Andreas Witt hat 16 Jahre als Industriemechaniker gearbeitet und dann auf Erzieher umgeschult. „Ich habe damals 800 Euro netto mehr verdient. Ich mache das aus Idealismus. Aber ich wünsche mir schon mehr Wertschätzung, auch finanziell“, sagt er.

Daher ist er heute mit seinen Kolleginnen aus dem Natur- und Waldkindergarten Vogelsang von Markdorf nach Friedrichshafen gekommen, um für bessere Arbeitsbedingungen in Kindertagesstätten zu demonstrieren. Auf dem Antoniusplatz treffen sie sich, um ihren Forderungen Ausdruck zu verleihen: mehr Geld, mehr Anerkennung und Maßnahmen gegen den Fachkräftemangel.

Viele der Demonstrierenden berichten, dass in ihren Einrichtungen Personal fehlt. „Wir betreuen mit eineinhalb Stellen 26 Kinder – eine Kollegin ist ausgefallen und wir können im besten Fall hoffen, dass die Stelle zum September besetzt wird“, sagt Yvonne Beier aus Meckenbeuren.

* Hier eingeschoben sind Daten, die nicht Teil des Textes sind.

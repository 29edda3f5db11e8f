use anyhow::{Result, anyhow};
use reqwest::{
    Client,
    header::{HeaderMap, HeaderValue, CONTENT_TYPE, AUTHORIZATION},
    Method,
};
use serde::de::DeserializeOwned;
use serde_json::Value;
use tracing::{debug, error};

use shared_config::AppConfig;

/// Thin JSON client for the clinic data plane (PostgREST-style REST surface).
/// Credentials are request-scoped: the caller's bearer token is forwarded on
/// each call, never stored process-wide.
pub struct ClinicDbClient {
    client: Client,
    base_url: String,
    api_key: String,
}

impl ClinicDbClient {
    pub fn new(config: &AppConfig) -> Self {
        Self {
            client: Client::new(),
            base_url: config.data_api_url.clone(),
            api_key: config.data_api_key.clone(),
        }
    }

    fn get_headers(&self, auth_token: Option<&str>) -> HeaderMap {
        let mut headers = HeaderMap::new();

        headers.insert("apikey", HeaderValue::from_str(&self.api_key).unwrap());
        headers.insert(CONTENT_TYPE, HeaderValue::from_static("application/json"));

        if let Some(token) = auth_token {
            headers.insert(
                AUTHORIZATION,
                HeaderValue::from_str(&format!("Bearer {}", token)).unwrap()
            );
        }

        headers
    }

    pub async fn request<T>(&self, method: Method, path: &str,
                            auth_token: Option<&str>, body: Option<Value>)
                            -> Result<T>
    where T: DeserializeOwned {
        self.request_with_headers(method, path, auth_token, body, None).await
    }

    /// Same as `request` but with caller-supplied extra headers, e.g.
    /// `Prefer: return=representation` on writes.
    pub async fn request_with_headers<T>(&self, method: Method, path: &str,
                                         auth_token: Option<&str>, body: Option<Value>,
                                         extra_headers: Option<HeaderMap>)
                                         -> Result<T>
    where T: DeserializeOwned {
        let url = format!("{}{}", self.base_url, path);
        debug!("Making request to {}", url);

        let mut headers = self.get_headers(auth_token);
        if let Some(extra) = extra_headers {
            headers.extend(extra);
        }

        let mut req = self.client.request(method, &url)
            .headers(headers);

        if let Some(body_data) = body {
            req = req.json(&body_data);
        }

        let response = req.send().await?;

        let status = response.status();
        if !status.is_success() {
            let error_text = response.text().await?;
            error!("Data API error ({}): {}", status, error_text);

            return Err(match status.as_u16() {
                401 | 403 => anyhow!("Data API rejected credentials: {}", error_text),
                404 => anyhow!("Resource not found: {}", error_text),
                409 => anyhow!("Conflicting write: {}", error_text),
                _ => anyhow!("Data API error ({}): {}", status, error_text),
            });
        }

        let data = response.json::<T>().await?;
        Ok(data)
    }
}
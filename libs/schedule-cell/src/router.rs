use std::sync::Arc;

use axum::{
    Router,
    routing::get,
};

use shared_config::AppConfig;

use crate::handlers;

pub fn schedule_routes(state: Arc<AppConfig>) -> Router {
    Router::new()
        .route("/doctors/{doctor_id}/grid", get(handlers::get_slot_grid))
        .route(
            "/doctors/{doctor_id}/working-windows",
            get(handlers::list_working_windows),
        )
        .with_state(state)
}
// libs/booking-cell/src/models.rs
use chrono::{DateTime, Utc};
use serde::{Deserialize, Serialize};
use thiserror::Error;
use uuid::Uuid;

/// Status a freshly booked appointment starts in. Confirmation is a later
/// workflow step owned by reception, not by this cell.
pub const PENDING_STATUS: &str = "pending";

// ==============================================================================
// REQUEST MODELS
// ==============================================================================

/// Booking submission produced by the grid's confirmation step.
#[derive(Debug, Clone, Serialize, Deserialize)]
pub struct BookSlotRequest {
    pub doctor_id: Uuid,
    pub branch_id: Uuid,
    pub patient_id: Uuid,
    pub slot_start: DateTime<Utc>,
    pub duration_minutes: i64,
    #[serde(default, skip_serializing_if = "Option::is_none")]
    pub note: Option<String>,
}

/// Query string for the booked-slot detail lookup, carrying the cell's
/// appointment ids as one comma-separated list.
#[derive(Debug, Deserialize)]
pub struct AppointmentIdsQuery {
    pub ids: String,
}

// ==============================================================================
// RESPONSE MODELS
// ==============================================================================

/// Appointment row as the data plane returns it after a successful insert.
#[derive(Debug, Clone, Serialize, Deserialize)]
pub struct BookedAppointment {
    pub id: Uuid,
    pub patient_id: Uuid,
    pub doctor_id: Uuid,
    pub branch_id: Uuid,
    pub scheduled_at: DateTime<Utc>,
    pub end_at: DateTime<Utc>,
    pub status: String,
    #[serde(default, skip_serializing_if = "Option::is_none")]
    pub note: Option<String>,
}

// ==============================================================================
// ERRORS
// ==============================================================================

#[derive(Error, Debug)]
pub enum BookingError {
    #[error("Booking duration must be between 1 and 1440 minutes, got {0}")]
    InvalidDuration(i64),

    #[error("Capacity must be a positive number of appointments, got {0}")]
    InvalidCapacity(usize),

    #[error("Requested slot is already booked to capacity")]
    SlotFull,

    #[error("Database error: {0}")]
    DatabaseError(String),
}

Kathrin Steinhäuser leitet einen Hort in Wangen und hätte gern mehr Zeit für die Kinder. „Wir brauchen einfach mehr Personal. Die Kinder brauchen uns und wir können sie nicht so unterstützen, wie wir es wollen“, sagt sie.

Sie fordern auch eine bessere Entlohnung. „Wir leisten heute viel mehr als nur Betreuung, nämlich Bildung“, sagt eine Erzieherin aus dem Kinderhaus Buch. In den ersten Jahren entscheide sich der Weg eines Kindes, nicht erst kurz vor dem Schulabschluss.
Ihre Kollegin ergänzt, dass schon die Ausbildung wie in anderen Berufen vergütet werden solle. Anja Mahler arbeitet im Kindergarten St. Elisabeth in Markdorf und wünscht sich mehr männliche Erzieher. „Aber von dem Gehalt können sie keine Familie ernähren.“

Frederic Striegler von der IG Metall sagt, er sei heute nicht nur als Gewerkschaftsfunktionär gekommen. „Ich bin hier als Papa von zwei, bald drei Kindern und mir ist es nicht egal, wer meine Kinder betreut. Die besten Köpfe im Land müssen unsere Kinder erziehen“, verlangt er.

Er habe kürzlich eine Frau kennengelernt, die als ausgebildete Erzieherin in einem Metallbetrieb arbeitet. Sie habe ihren Beruf zwar geliebt, von ihrem Gehalt die Miete aber nicht mehr zahlen können. „Das ist eine Verschwendung von Ressourcen und eine Schande für unser Land“, kommentiert er.

Zum Streik aufgerufen hat die Dienstleistungsgewerkschaft Verdi. Ihre Vertreterin Jutta Aumüller fordert die Demonstrantinnen auf, weiter für ihre Anliegen auf die Straße zu gehen: „In der Pandemie hieß es, ihr seid systemrelevant. Jetzt müssen die Arbeitgeber auch auf eure Forderungen eingehen.“ Den nächsten Streiktag organisiert Verdi in der kommenden Woche.